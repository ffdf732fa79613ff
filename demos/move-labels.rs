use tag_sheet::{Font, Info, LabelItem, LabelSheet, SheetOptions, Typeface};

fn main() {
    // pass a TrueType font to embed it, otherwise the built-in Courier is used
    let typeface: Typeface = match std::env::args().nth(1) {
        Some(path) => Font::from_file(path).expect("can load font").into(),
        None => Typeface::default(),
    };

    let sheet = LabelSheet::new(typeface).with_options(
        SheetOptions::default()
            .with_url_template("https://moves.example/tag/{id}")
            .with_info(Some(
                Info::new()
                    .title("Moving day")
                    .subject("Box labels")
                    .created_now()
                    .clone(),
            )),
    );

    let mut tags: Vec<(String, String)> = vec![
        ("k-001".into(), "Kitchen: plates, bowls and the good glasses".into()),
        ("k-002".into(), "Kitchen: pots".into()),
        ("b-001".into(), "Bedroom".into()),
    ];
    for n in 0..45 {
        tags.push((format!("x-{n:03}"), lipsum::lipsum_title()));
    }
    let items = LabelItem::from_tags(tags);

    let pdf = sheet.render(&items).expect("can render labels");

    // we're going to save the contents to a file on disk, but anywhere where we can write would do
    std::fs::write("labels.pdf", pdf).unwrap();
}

---

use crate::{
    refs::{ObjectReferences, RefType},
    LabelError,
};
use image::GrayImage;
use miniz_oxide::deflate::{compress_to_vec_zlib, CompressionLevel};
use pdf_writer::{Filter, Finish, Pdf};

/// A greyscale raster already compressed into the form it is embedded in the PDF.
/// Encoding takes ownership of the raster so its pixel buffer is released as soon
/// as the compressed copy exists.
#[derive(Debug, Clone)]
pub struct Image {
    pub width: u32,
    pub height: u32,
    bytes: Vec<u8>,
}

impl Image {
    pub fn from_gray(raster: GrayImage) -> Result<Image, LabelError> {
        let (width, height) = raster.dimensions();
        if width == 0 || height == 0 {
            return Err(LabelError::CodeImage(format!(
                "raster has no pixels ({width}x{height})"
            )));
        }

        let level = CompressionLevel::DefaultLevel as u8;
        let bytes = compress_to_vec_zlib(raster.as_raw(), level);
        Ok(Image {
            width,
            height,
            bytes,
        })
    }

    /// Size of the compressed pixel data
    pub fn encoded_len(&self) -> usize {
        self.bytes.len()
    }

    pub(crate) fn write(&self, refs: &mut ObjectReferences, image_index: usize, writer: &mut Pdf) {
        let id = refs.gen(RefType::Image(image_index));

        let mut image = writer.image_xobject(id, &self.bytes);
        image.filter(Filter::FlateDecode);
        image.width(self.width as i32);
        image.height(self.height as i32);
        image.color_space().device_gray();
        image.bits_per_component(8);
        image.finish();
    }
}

◆ **TASK DIRECTIONS**: Reproduce exactly, and with no other material, the lines between those holding "Courier is used" and "SheetOptions::default()", inclusive.

◆ **EXERCISE ANSWER**:
    // pass a TrueType font to embed it, otherwise the built-in Courier is used
    let typeface: Typeface = match std::env::args().nth(1) {
        Some(path) => Font::from_file(path).expect("can load font").into(),
        None => Typeface::default(),
    };

    let sheet = LabelSheet::new(typeface).with_options(
        SheetOptions::default()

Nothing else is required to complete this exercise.